[WHAT THIS TASK INVOLVES] From the entries below, copy every line holding the word "args".

[RECORDS TO USE]
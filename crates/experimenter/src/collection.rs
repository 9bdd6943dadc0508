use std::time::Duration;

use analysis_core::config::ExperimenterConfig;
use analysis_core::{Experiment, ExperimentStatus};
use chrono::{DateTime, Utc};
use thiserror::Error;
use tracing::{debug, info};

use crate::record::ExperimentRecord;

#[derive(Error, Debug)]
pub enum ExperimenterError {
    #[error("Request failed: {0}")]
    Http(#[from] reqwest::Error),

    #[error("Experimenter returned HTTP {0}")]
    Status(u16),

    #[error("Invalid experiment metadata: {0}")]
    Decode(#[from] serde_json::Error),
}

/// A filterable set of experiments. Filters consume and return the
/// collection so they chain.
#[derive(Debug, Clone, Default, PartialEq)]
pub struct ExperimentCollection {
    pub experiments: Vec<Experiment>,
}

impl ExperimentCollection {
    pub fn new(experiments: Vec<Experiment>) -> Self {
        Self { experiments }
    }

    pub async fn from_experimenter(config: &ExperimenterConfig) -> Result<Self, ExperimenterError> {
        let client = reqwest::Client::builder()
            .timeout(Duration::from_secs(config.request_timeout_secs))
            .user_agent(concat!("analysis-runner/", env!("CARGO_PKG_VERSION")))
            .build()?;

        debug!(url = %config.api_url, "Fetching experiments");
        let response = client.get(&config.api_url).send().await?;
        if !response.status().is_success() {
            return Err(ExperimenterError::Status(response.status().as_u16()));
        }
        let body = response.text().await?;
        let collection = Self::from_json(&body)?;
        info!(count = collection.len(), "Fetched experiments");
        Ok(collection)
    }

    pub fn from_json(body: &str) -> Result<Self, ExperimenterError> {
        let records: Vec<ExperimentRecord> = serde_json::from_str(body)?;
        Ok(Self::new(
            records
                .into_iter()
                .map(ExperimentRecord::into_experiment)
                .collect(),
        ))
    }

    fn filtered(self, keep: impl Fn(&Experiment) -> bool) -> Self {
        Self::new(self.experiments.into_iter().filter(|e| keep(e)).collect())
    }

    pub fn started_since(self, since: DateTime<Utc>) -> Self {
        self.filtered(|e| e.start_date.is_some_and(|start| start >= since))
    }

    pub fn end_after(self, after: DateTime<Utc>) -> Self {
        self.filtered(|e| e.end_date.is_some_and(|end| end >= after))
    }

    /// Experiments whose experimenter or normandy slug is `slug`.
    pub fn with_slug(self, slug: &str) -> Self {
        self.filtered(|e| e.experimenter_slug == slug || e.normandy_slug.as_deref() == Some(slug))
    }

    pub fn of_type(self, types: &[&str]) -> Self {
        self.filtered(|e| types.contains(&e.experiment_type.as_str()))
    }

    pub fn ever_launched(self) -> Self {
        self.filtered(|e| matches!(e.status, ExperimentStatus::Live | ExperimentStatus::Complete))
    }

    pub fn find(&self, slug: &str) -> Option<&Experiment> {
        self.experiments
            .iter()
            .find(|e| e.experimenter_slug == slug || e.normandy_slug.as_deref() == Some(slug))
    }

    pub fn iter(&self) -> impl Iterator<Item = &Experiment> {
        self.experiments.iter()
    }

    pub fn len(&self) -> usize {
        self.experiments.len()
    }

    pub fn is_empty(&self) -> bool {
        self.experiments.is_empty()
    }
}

--

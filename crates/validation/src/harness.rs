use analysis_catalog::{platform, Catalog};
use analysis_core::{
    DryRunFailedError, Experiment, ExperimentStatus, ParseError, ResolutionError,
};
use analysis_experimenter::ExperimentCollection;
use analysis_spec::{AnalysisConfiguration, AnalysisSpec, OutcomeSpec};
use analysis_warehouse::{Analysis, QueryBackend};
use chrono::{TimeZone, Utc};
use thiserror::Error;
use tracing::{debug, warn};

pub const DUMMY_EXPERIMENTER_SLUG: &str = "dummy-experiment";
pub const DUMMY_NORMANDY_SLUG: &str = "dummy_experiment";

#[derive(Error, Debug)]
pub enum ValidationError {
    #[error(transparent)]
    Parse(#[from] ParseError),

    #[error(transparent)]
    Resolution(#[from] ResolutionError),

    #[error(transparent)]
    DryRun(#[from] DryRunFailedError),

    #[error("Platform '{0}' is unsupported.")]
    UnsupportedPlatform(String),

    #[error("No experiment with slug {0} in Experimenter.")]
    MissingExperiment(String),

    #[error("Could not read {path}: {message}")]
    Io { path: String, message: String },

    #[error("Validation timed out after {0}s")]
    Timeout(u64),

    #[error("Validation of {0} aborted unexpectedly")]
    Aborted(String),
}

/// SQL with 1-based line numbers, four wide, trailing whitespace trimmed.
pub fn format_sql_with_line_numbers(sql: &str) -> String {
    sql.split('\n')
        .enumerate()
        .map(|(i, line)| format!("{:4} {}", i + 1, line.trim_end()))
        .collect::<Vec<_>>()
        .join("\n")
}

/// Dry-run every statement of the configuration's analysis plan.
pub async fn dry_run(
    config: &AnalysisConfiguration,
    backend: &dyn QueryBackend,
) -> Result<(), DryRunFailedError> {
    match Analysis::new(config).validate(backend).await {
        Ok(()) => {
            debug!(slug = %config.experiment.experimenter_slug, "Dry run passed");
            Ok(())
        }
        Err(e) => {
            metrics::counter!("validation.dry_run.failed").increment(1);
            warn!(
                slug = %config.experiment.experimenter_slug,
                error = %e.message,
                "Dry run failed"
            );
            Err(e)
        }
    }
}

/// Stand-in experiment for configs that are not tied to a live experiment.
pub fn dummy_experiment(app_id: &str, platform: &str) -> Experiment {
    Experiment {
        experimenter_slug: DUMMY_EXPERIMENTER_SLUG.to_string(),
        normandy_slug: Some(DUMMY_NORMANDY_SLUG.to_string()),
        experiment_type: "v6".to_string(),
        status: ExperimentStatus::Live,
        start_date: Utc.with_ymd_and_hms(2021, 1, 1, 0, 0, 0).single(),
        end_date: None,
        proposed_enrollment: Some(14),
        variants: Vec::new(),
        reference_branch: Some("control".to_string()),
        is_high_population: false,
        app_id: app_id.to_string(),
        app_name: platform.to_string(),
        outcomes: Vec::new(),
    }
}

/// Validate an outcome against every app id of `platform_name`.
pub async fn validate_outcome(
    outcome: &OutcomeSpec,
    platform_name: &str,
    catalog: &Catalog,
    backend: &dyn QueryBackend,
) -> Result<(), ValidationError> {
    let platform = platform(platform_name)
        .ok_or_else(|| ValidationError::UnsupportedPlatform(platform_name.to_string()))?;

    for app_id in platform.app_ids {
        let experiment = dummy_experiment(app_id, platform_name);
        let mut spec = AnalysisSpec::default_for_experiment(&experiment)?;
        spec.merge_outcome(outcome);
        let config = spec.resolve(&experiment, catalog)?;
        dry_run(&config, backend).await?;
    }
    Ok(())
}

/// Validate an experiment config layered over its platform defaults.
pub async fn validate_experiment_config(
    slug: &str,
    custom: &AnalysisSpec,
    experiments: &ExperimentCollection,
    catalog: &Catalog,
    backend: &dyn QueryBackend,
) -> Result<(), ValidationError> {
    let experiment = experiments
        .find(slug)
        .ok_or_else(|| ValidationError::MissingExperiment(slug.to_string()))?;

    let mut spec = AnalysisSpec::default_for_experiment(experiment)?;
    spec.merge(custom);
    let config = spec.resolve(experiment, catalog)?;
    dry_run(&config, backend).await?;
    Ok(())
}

...

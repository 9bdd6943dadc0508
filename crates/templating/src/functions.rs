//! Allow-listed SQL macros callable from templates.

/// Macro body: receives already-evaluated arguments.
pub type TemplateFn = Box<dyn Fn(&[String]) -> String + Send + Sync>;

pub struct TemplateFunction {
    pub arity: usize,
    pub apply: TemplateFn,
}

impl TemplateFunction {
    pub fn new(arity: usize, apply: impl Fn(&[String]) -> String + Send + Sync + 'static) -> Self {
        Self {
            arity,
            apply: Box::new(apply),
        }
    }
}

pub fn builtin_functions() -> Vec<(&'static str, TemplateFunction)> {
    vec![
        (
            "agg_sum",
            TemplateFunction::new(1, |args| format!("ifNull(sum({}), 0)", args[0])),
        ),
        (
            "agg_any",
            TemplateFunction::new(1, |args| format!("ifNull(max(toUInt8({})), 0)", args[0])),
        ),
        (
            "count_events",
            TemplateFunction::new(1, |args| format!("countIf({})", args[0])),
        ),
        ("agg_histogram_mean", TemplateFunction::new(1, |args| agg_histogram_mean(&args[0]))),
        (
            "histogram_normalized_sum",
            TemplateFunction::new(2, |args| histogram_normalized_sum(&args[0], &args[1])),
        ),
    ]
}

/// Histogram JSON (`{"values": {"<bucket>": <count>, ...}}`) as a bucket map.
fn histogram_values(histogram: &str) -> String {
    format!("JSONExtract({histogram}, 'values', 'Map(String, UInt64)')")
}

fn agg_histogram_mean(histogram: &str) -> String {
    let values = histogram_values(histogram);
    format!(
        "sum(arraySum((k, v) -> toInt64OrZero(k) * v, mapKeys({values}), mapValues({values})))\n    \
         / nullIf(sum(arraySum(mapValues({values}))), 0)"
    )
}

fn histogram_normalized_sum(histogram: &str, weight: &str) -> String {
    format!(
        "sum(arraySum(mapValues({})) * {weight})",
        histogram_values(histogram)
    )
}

[ANSWER SPACE]
            TemplateFunction::new(1, |args| format!("ifNull(sum({}), 0)", args[0])),
            TemplateFunction::new(1, |args| format!("ifNull(max(toUInt8({})), 0)", args[0])),
            TemplateFunction::new(1, |args| format!("countIf({})", args[0])),
        ("agg_histogram_mean", TemplateFunction::new(1, |args| agg_histogram_mean(&args[0]))),
            TemplateFunction::new(2, |args| histogram_normalized_sum(&args[0], &args[1])),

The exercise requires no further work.